# [Work instruction]
Every entry must be reproduced word for word.
==== Data under study ====
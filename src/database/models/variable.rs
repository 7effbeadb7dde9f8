use serde::{Deserialize, Serialize};

use crate::database::record::Record;

pub const DEFAULT_VARIABLE_COLOR: &str = "#666460";

#[derive(Debug, Clone, PartialEq, Eq, Serialize, Deserialize)]
#[serde(deny_unknown_fields)]
pub struct Variable {
    pub variable_name: String,
    pub variable_value: String,
    #[serde(default = "default_color")]
    pub color: String,
}

fn default_color() -> String {
    DEFAULT_VARIABLE_COLOR.to_string()
}

impl Record for Variable {
    const COLLECTION: &'static str = "variables";
}

#[cfg(test)]
mod tests {
    use super::*;
    use serde_json::json;

    #[test]
    fn color_defaults() {
        let v: Variable = serde_json::from_value(json!({"variable_name": "tone", "variable_value": "formal"})).unwrap();
        assert_eq!(v.color, DEFAULT_VARIABLE_COLOR);
    }

    #[test]
    fn rejects_system_fields_in_payload() {
        let res: Result<Variable, _> =
            serde_json::from_value(json!({"id": "x", "variable_name": "a", "variable_value": "b"}));
        assert!(res.is_err());
    }
}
====
# [Response]
filename src/database/models/variable.rs
repository 7effbeadb7dde9f8
use serde::{Deserialize, Serialize};

use crate::database::record::Record;

pub const DEFAULT_VARIABLE_COLOR: &str = "#666460";

#[derive(Debug, Clone, PartialEq, Eq, Serialize, Deserialize)]
#[serde(deny_unknown_fields)]
pub struct Variable {
    pub variable_name: String,
    pub variable_value: String,
    #[serde(default = "default_color")]
    pub color: String,
}

fn default_color() -> String {
    DEFAULT_VARIABLE_COLOR.to_string()
}

impl Record for Variable {
    const COLLECTION: &'static str = "variables";
}

#[cfg(test)]
mod tests {
    use super::*;
    use serde_json::json;

    #[test]
    fn color_defaults() {
        let v: Variable = serde_json::from_value(json!({"variable_name": "tone", "variable_value": "formal"})).unwrap();
        assert_eq!(v.color, DEFAULT_VARIABLE_COLOR);
    }

    #[test]
    fn rejects_system_fields_in_payload() {
        let res: Result<Variable, _> =
            serde_json::from_value(json!({"id": "x", "variable_name": "a", "variable_value": "b"}));
        assert!(res.is_err());
    }
}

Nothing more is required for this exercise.